Uma professora de filosofia, de 36 anos, formalizou denúncia contra um instrutor de musculação por importunação sexual. O registro foi feito nesta terça-feira (19), mas os episódios teriam ocorrido em maio, dentro de uma academia localizada no bairro do Passarinho, Zona Norte do Recife.
A vítima relatou que o profissional mantinha um padrão de aproximação invasiva, tocando suas costas e a abraçando sem permissão em diferentes ocasiões. O caso teria atingido o ápice durante uma sessão de treino, quando o homem a envolveu pela cintura, simulou derrubá-la, ergueu-a do chão e a mordeu no ombro.

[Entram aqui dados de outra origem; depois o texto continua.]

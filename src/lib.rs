//! # concord
//!
//! Inter-annotator agreement (IAA) for multi-view annotated corpora.
//!
//! Documents carry multiple independent, parallel annotation layers
//! ("views"), one per human annotator. concord reconciles each
//! annotator's raw span annotations into a well-formed statistical study
//! and computes document- and corpus-level reliability metrics:
//!
//! - **Coding studies**: each atomic token position is a unit, each rater
//!   contributes one category label per unit. Multi-label conflicts are
//!   reduced by a configurable set-selection strategy (ALL / MAX / MATCH).
//! - **Unitizing studies**: raters mark variable-length spans; agreement
//!   accounts for partial overlap (Krippendorff's uα).
//!
//! ## Pipeline
//!
//! ```text
//! Token Index Builder → Span Resolver → {Coding | Unitizing} Study
//!     Builder → Aggregation Controller → Agreement Reporter
//! ```
//!
//! Per view, a stable index over the *atomic* tokens is derived (compound
//! tokens are excluded), annotations are filtered (configured kinds,
//! fingerprints, maximal spans) and resolved to token intervals, and the
//! per-document study is built. Documents aggregate under a configurable
//! policy: `Separate` reports each document on its own, `Combined` folds
//! everything into one corpus-level study, `Both` does both. Item
//! ordering is deterministic throughout — agreement values are exactly
//! reproducible.
//!
//! ## Quick start
//!
//! ```rust
//! use concord::prelude::*;
//!
//! // Two annotators, both labelling the first token as an entity.
//! let text = "Ada went to Berlin today";
//! let tokens = Document::whitespace_tokens(text);
//! let layer = |name: &str| {
//!     View::new(name, tokens.clone())
//!         .with_annotation(Annotation::new(1, AnnotationKind::NamedEntity, 0, 3))
//! };
//! let doc = Document::new("doc-1", text, tokens.clone())
//!     .with_view(layer("anno/alice"))
//!     .with_view(layer("anno/bob"));
//!
//! let config = CodingConfig::default()
//!     .with_base(
//!         EngineConfig::default()
//!             .with_min_annotations(0)
//!             .with_fingerprint_filter(false)
//!             .with_policy(AggregationPolicy::Both),
//!     )
//!     .with_measure(CodingMeasure::Percentage);
//!
//! let mut engine = CodingEngine::new(config)?;
//! if let DocumentOutcome::Processed(Some(report)) = engine.process_document(&doc)? {
//!     assert_eq!(report.overall, 1.0);
//!     assert_eq!(report.annotators, vec!["alice", "bob"]);
//! }
//! let corpus = engine.finish()?;
//! assert!(corpus.is_some());
//! # Ok::<(), concord::Error>(())
//! ```
//!
//! ## Error model
//!
//! Malformed documents (token-count mismatches, unresolvable spans,
//! missing text, too few views) are *skipped*: the engine logs the
//! reason, returns it as a [`SkipReason`](engine::SkipReason) and leaves
//! the aggregate state untouched. Configuration problems (unknown
//! measure or strategy names, Cohen's kappa over ≠ 2 raters, malformed
//! inclusion rules) are fatal [`Error`]s raised before or instead of any
//! further processing.

pub mod annotation;
pub mod collections;
pub mod document;
pub mod engine;
mod error;
pub mod inclusion;
pub mod measures;
pub mod report;
pub mod select;
pub mod span;
pub mod study;
pub mod token;

pub use annotation::{Annotation, AnnotationKind, CategoryLabeler};
pub use document::{Document, View};
pub use engine::coding::{CodingConfig, CodingEngine};
pub use engine::unitizing::{UnitizingConfig, UnitizingEngine};
pub use engine::{
    AggregationPolicy, AnnotatorFilter, AnnotatorRelation, DocumentOutcome, EngineConfig,
    SkipReason,
};
pub use error::{Error, Result};
pub use inclusion::{InclusionRules, RuleSource};
pub use measures::CodingMeasure;
pub use report::{AgreementReport, CollectingSink, ReportSink};
pub use span::Span;
pub use study::coding::SetSelectionStrategy;

/// Commonly used types, importable in one line.
pub mod prelude {
    pub use crate::annotation::{Annotation, AnnotationKind, CategoryLabeler};
    pub use crate::document::{Document, View};
    pub use crate::engine::coding::{CodingConfig, CodingEngine};
    pub use crate::engine::unitizing::{UnitizingConfig, UnitizingEngine};
    pub use crate::engine::{
        AggregationPolicy, AnnotatorFilter, AnnotatorRelation, DocumentOutcome, EngineConfig,
        SkipReason,
    };
    pub use crate::error::{Error, Result};
    pub use crate::inclusion::RuleSource;
    pub use crate::measures::CodingMeasure;
    pub use crate::report::{AgreementReport, CollectingSink, ReportSink};
    pub use crate::span::Span;
    pub use crate::study::coding::SetSelectionStrategy;
}
//! Error types for concord.

use thiserror::Error;

/// Result type for concord operations.
pub type Result<T> = std::result::Result<T, Error>;

/// Error type for concord operations.
///
/// Only setup-time failures surface as errors: invalid configuration,
/// malformed inclusion rules, an agreement measure that cannot be applied
/// to the configured rater set. Per-document problems (token mismatches,
/// unresolvable spans) are not errors — they skip the document and are
/// reported as [`SkipReason`](crate::engine::SkipReason).
#[derive(Error, Debug)]
#[non_exhaustive]
pub enum Error {
    /// Invalid engine configuration.
    #[error("Invalid configuration: {0}")]
    Config(String),

    /// Inclusion-rule source could not be read or parsed.
    #[error("Inclusion rules: {0}")]
    InclusionRules(String),

    /// Unknown name passed to a `FromStr` impl (measure, strategy, kind).
    #[error("Parse error: {0}")]
    Parse(String),

    /// IO error (inclusion-rule files).
    #[error("IO error: {0}")]
    Io(#[from] std::io::Error),

    /// JSON error (inclusion-rule sources).
    #[error("JSON error: {0}")]
    Json(#[from] serde_json::Error),
}

impl Error {
    /// Create a configuration error.
    pub fn config(msg: impl Into<String>) -> Self {
        Error::Config(msg.into())
    }

    /// Create an inclusion-rule error.
    pub fn inclusion_rules(msg: impl Into<String>) -> Self {
        Error::InclusionRules(msg.into())
    }

    /// Create a parse error.
    pub fn parse(msg: impl Into<String>) -> Self {
        Error::Parse(msg.into())
    }
}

Câmeras de segurança instaladas no estabelecimento capturaram o momento exato da investida. No mesmo dia, a mulher procurou a administração do local para relatar o ocorrido. Dois dias depois, compareceu à Delegacia da Mulher do Recife, onde prestou depoimento e registrou a queixa. A Polícia Civil de Pernambuco abriu inquérito para apurar a conduta do profissional.
A denúncia pública veio à tona cerca de três meses após os fatos, depois que a professora voltou a encontrar o instrutor trabalhando na unidade. Ela questionou a responsável pelo estabelecimento sobre a permanência dele no local.
A academia informou que o profissional foi desligado logo após o incidente. Ainda segundo a instituição, foram tomadas providências internas e as gravações das câmeras foram repassadas às autoridades para auxiliar nas investigações.
No entanto, a administração admitiu que o ex-funcionário retornou de forma pontual para cobrir duas diárias, em razão do afastamento temporário de dois integrantes da equipe por acidentes. A empresa defendeu que não houve uma nova contratação e que a presença dele foi excepcional, motivada pela falta de substitutos disponíveis para os turnos.
Com a instauração do inquérito, caberá às autoridades esclarecer as circunstâncias da denúncia. As imagens entregues pela academia são parte do material que poderá ser utilizado na apuração. O instrutor permanece na condição de investigado.